Allan E. Taylor, Taylor, Anderson & Travers, Boston, MA, William W. Austin, Parker, Siemer, Austin & Resch, Effingham, IL, Jennifer Ellis Burke, Taylor, Duane, Barton & Gilman, Boston, MA, for Stevens Cabinets, Inc.
MEMORANDUM REGARDING OBJECTIONS TO THE MAGISTRATE JUDGE'S REPORT AND RECOMMENDATION ON PLAINTIFF'S MOTION FOR SUMMARY JUDGMENT (Docket No. 17)
PONSOR, District Judge.
I
The case arises out of a sales agreement between plaintiff/defendant-in-counterclaim Mead Corporation ("Mead"), an Ohio paper manufacturer, and defendant/plaintiff-in-counterclaim Stevens Cabinets, Inc. d/b/a Stevens Industries, Inc. ("Stevens"), an Illinois cabinet manufacturer. Over the course of approximately seven years, Stevens bought paper products from Mead Specialty Papers a division of Mead, located in South Lee, Massachusetts and incorporated the paper into its cabinetry. Over that period, Stevens typically sent to Mead an order form consisting of certain contractual terms, and Mead responded with an acknowledgment form containing certain conflicting terms, including limitation-of-action and limitation-of-liability provisions, as well as a choice-of-law clause. Stevens did not object to any of these terms.
The acknowledgment form's limitation-of-action provision reads as follows:
Any lawsuit or other action based upon breach of this contract or upon any other claim arising out of this sale (other than an action by the Seller for the purchase price) must be commenced within one year from the date of the tender of delivery by Seller or, in the case of a cause of action based upon an alleged breach of warranty, within one year from the date within the warranty period on which the defect is or should have been discovered by the buyer.
The limitation-of-liability provision provides:
IN NO EVENT SHALL SELLER BE LIABLE TO BUYER OR TO ANY PERSON PURCHASING OR ACQUIRING ANY PRODUCTS FROM BUYER FOR ANY SPECIAL, INDIRECT, INCIDENTAL, OR CONSEQUENTIAL DAMAGES ARISING OUT OF, OR AS A RESULT OF, THE SALE, DELIVERY, SERVICING, USE OR LOSS OF USE OF THE PRODUCTS OR ANY PART THEREOF, OR FOR ANY CHARGES OR EXPENSES OF ANY NATURE INCURRED WITHOUT SELLER'S WRITTEN CONSENT, EVEN THOUGH SELLER MAY HAVE BEEN NEGLIGENT.
And last, the choice-of-law clause reads: "This document and the sale of any products hereunder shall be governed by and construed in accordance with the laws of the State of Ohio."

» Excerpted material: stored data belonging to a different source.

//! Data processing module
//!
//! This module provides:
//! - Label encoding between crop names and class indices
//! - Standard scaling fitted on training features only
//! - The processing pipeline that ties engineering, encoding, scaling and
//!   splitting together, with persistence of the fitted state

pub mod encoder;
pub mod processor;
pub mod scaler;

pub use encoder::{LabelEncoder, UNKNOWN_CROP};
pub use processor::{DataProcessor, PreparedData, ProcessError, PROCESSOR_SCHEMA_VERSION};
pub use scaler::StandardScaler;
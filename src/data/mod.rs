//! Data module for loading and describing soil/climate readings
//!
//! This module provides:
//! - Core types for raw and labeled samples
//! - CSV ingestion for training data with header validation

pub mod loader;
pub mod types;

pub use loader::{load_training_csv, DataError};
pub use types::{LabeledSample, SoilSample, LABEL_COLUMN, RAW_COLUMNS};
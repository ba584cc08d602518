//! Request and response schemas for the HTTP facade
//!
//! Bounds checking lives here so invalid readings and oversized batches are
//! rejected before they ever reach the pipeline.

use crate::data::types::SoilSample;
use crate::models::trainer::Prediction;
use serde::{Deserialize, Serialize};
use std::collections::BTreeMap;
use thiserror::Error;

/// Largest accepted batch
pub const MAX_BATCH_SIZE: usize = 100;

/// Request validation failures
#[derive(Error, Debug)]
pub enum ValidationError {
    #[error("{field} must be between {min} and {max}, got {value}")]
    OutOfRange {
        field: &'static str,
        value: f64,
        min: f64,
        max: f64,
    },

    #[error("Batch must contain between 1 and 100 predictions, got {0}")]
    BatchSize(usize),
}

fn check_range(
    field: &'static str,
    value: f64,
    min: f64,
    max: f64,
) -> Result<(), ValidationError> {
    // NaN fails the comparison and is rejected with the same error
    if value >= min && value <= max {
        Ok(())
    } else {
        Err(ValidationError::OutOfRange {
            field,
            value,
            min,
            max,
        })
    }
}

/// One prediction request.
///
/// Example: `{"N": 90, "P": 42, "K": 43, "temperature": 20.87,
/// "humidity": 82.0, "ph": 6.5, "rainfall": 202.9}`
#[derive(Debug, Clone, Serialize, Deserialize)]
pub struct PredictRequest {
    /// Nitrogen content in soil (0-200)
    #[serde(rename = "N")]
    pub nitrogen: f64,
    /// Phosphorus content in soil (0-200)
    #[serde(rename = "P")]
    pub phosphorus: f64,
    /// Potassium content in soil (0-250)
    #[serde(rename = "K")]
    pub potassium: f64,
    /// Temperature in Celsius (0-50)
    pub temperature: f64,
    /// Relative humidity percentage (0-100)
    pub humidity: f64,
    /// pH value of soil (0-14)
    pub ph: f64,
    /// Rainfall in mm (0-400)
    pub rainfall: f64,
}

impl PredictRequest {
    pub fn validate(&self) -> Result<(), ValidationError> {
        check_range("N", self.nitrogen, 0.0, 200.0)?;
        check_range("P", self.phosphorus, 0.0, 200.0)?;
        check_range("K", self.potassium, 0.0, 250.0)?;
        check_range("temperature", self.temperature, 0.0, 50.0)?;
        check_range("humidity", self.humidity, 0.0, 100.0)?;
        check_range("ph", self.ph, 0.0, 14.0)?;
        check_range("rainfall", self.rainfall, 0.0, 400.0)?;
        Ok(())
    }

    pub fn to_sample(&self) -> SoilSample {
        SoilSample {
            nitrogen: self.nitrogen,
            phosphorus: self.phosphorus,
            potassium: self.potassium,
            temperature: self.temperature,
            humidity: self.humidity,
            ph: self.ph,
            rainfall: self.rainfall,
        }
    }
}

/// A batch of 1-100 prediction requests.
#[derive(Debug, Clone, Serialize, Deserialize)]
pub struct BatchPredictRequest {
    pub predictions: Vec<PredictRequest>,
}

impl BatchPredictRequest {
    /// Size check first: an oversized batch never reaches per-item
    /// validation, let alone the pipeline.
    pub fn validate(&self) -> Result<(), ValidationError> {
        if self.predictions.is_empty() || self.predictions.len() > MAX_BATCH_SIZE {
            return Err(ValidationError::BatchSize(self.predictions.len()));
        }
        for request in &self.predictions {
            request.validate()?;
        }
        Ok(())
    }
}

/// One prediction result.
#[derive(Debug, Clone, Serialize, Deserialize)]
pub struct PredictResponse {
    pub predicted_crop: String,
    pub confidence: f64,
    pub all_probabilities: BTreeMap<String, f64>,
}

impl From<Prediction> for PredictResponse {
    fn from(prediction: Prediction) -> Self {
        Self {
            predicted_crop: prediction.crop,
            confidence: prediction.confidence,
            all_probabilities: prediction.probabilities,
        }
    }
}

/// One item of a batch response; failed items carry their error in place so
/// the rest of the batch still comes back.
#[derive(Debug, Clone, Serialize)]
#[serde(untagged)]
pub enum BatchItem {
    Success(PredictResponse),
    Failure { error: String },
}

#[derive(Debug, Clone, Serialize)]
pub struct BatchPredictResponse {
    pub predictions: Vec<BatchItem>,
    pub total_predictions: usize,
}

#[derive(Debug, Clone, Serialize)]
pub struct HealthResponse {
    pub status: String,
    pub message: String,
    pub model_loaded: bool,
    pub timestamp: String,
}

#[derive(Debug, Clone, Serialize)]
pub struct ModelInfoResponse {
    pub model_name: String,
    pub model_version: String,
    pub features: Vec<String>,
    pub supported_crops: Vec<String>,
    pub accuracy: Option<f64>,
}

#[derive(Debug, Clone, Serialize)]
pub struct FeatureImportance {
    pub feature: String,
    pub importance: f64,
}

#[derive(Debug, Clone, Serialize)]
pub struct FeatureImportanceResponse {
    pub feature_importance: Vec<FeatureImportance>,
}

On January 12, 1995, Stevens wrote Mead demanding in excess of $600,000 for damages to its business caused by Mead's paper. On January 27, 1995, Mead brought this action against Stevens for a declaratory judgment defining the rights and responsibilities of the parties. Stevens subsequently filed two counterclaims, one alleging breach of contract or warranty and one alleging a violation of Mass.Gen.L. ch. 93A.
Mead has filed a motion for summary judgment against both of Stevens' counterclaims. In December 1995, Magistrate Judge Kenneth P. Neiman issued a Report and Recommendation that Mead's Motion for Summary Judgment be allowed as to Stevens' breach of warranty claim and denied as *89 to the Chapter 93A claim. See Report and Recommendation on Motion for Summary Judgment Brought by Plaintiff/Defendant-in-Counterclaim (D.Mass. Dec. 13, 1995) (Docket No. 37).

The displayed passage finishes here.